_Task item_
Could you output all of the records below exactly as they appear?

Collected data
● ● ● ● ● ● ●
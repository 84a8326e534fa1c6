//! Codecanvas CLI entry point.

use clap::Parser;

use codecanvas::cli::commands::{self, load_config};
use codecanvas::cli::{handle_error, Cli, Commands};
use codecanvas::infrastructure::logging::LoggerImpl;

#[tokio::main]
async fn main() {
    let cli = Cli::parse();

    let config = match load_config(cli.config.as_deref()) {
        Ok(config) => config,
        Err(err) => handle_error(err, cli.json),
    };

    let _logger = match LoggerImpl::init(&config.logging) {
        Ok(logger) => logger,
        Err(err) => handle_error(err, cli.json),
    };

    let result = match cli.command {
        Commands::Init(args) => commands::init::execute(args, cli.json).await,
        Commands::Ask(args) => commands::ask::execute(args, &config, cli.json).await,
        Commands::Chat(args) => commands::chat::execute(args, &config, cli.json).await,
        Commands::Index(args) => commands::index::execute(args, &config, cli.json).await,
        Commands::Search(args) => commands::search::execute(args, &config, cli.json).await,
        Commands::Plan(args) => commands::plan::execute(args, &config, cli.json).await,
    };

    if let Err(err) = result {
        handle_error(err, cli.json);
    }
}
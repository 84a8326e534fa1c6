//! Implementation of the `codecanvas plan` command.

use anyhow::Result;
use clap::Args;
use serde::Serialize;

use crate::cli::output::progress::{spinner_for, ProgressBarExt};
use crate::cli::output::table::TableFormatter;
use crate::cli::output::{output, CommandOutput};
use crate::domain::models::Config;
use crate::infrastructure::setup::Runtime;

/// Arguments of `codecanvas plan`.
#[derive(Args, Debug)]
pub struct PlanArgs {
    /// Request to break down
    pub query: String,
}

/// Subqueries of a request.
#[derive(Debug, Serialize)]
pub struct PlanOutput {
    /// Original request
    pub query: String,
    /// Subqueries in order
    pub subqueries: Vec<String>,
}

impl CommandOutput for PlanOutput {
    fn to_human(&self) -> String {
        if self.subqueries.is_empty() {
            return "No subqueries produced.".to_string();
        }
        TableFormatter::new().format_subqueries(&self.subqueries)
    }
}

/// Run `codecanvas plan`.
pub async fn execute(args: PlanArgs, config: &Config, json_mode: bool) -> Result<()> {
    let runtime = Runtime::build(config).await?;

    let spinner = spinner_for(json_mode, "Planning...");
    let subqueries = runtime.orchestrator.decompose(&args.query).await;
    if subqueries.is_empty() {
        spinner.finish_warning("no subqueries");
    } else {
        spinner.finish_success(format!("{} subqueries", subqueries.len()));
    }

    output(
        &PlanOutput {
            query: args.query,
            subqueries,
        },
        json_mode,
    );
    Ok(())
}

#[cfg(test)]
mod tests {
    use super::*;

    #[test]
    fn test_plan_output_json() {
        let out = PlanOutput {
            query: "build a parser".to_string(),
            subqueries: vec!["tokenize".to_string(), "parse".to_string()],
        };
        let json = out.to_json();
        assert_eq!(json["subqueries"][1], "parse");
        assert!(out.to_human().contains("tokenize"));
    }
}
● ● ● ● ● ● ●
_Exercise solution_
repository 84a8326e534fa1c6
//! Codecanvas CLI entry point.

use clap::Parser;

use codecanvas::cli::commands::{self, load_config};
use codecanvas::cli::{handle_error, Cli, Commands};
use codecanvas::infrastructure::logging::LoggerImpl;

#[tokio::main]
async fn main() {
    let cli = Cli::parse();

    let config = match load_config(cli.config.as_deref()) {
        Ok(config) => config,
        Err(err) => handle_error(err, cli.json),
    };

    let _logger = match LoggerImpl::init(&config.logging) {
        Ok(logger) => logger,
        Err(err) => handle_error(err, cli.json),
    };

    let result = match cli.command {
        Commands::Init(args) => commands::init::execute(args, cli.json).await,
        Commands::Ask(args) => commands::ask::execute(args, &config, cli.json).await,
        Commands::Chat(args) => commands::chat::execute(args, &config, cli.json).await,
        Commands::Index(args) => commands::index::execute(args, &config, cli.json).await,
        Commands::Search(args) => commands::search::execute(args, &config, cli.json).await,
        Commands::Plan(args) => commands::plan::execute(args, &config, cli.json).await,
    };

    if let Err(err) = result {
        handle_error(err, cli.json);
    }
}
repository 84a8326e534fa1c6
//! Implementation of the `codecanvas plan` command.

use anyhow::Result;
use clap::Args;
use serde::Serialize;

use crate::cli::output::progress::{spinner_for, ProgressBarExt};
use crate::cli::output::table::TableFormatter;
use crate::cli::output::{output, CommandOutput};
use crate::domain::models::Config;
use crate::infrastructure::setup::Runtime;

/// Arguments of `codecanvas plan`.
#[derive(Args, Debug)]
pub struct PlanArgs {
    /// Request to break down
    pub query: String,
}

/// Subqueries of a request.
#[derive(Debug, Serialize)]
pub struct PlanOutput {
    /// Original request
    pub query: String,
    /// Subqueries in order
    pub subqueries: Vec<String>,
}

impl CommandOutput for PlanOutput {
    fn to_human(&self) -> String {
        if self.subqueries.is_empty() {
            return "No subqueries produced.".to_string();
        }
        TableFormatter::new().format_subqueries(&self.subqueries)
    }
}

/// Run `codecanvas plan`.
pub async fn execute(args: PlanArgs, config: &Config, json_mode: bool) -> Result<()> {
    let runtime = Runtime::build(config).await?;

    let spinner = spinner_for(json_mode, "Planning...");
    let subqueries = runtime.orchestrator.decompose(&args.query).await;
    if subqueries.is_empty() {
        spinner.finish_warning("no subqueries");
    } else {
        spinner.finish_success(format!("{} subqueries", subqueries.len()));
    }

    output(
        &PlanOutput {
            query: args.query,
            subqueries,
        },
        json_mode,
    );
    Ok(())
}

#[cfg(test)]
mod tests {
    use super::*;

    #[test]
    fn test_plan_output_json() {
        let out = PlanOutput {
            query: "build a parser".to_string(),
            subqueries: vec!["tokenize".to_string(), "parse".to_string()],
        };
        let json = out.to_json();
        assert_eq!(json["subqueries"][1], "parse");
        assert!(out.to_human().contains("tokenize"));
    }
}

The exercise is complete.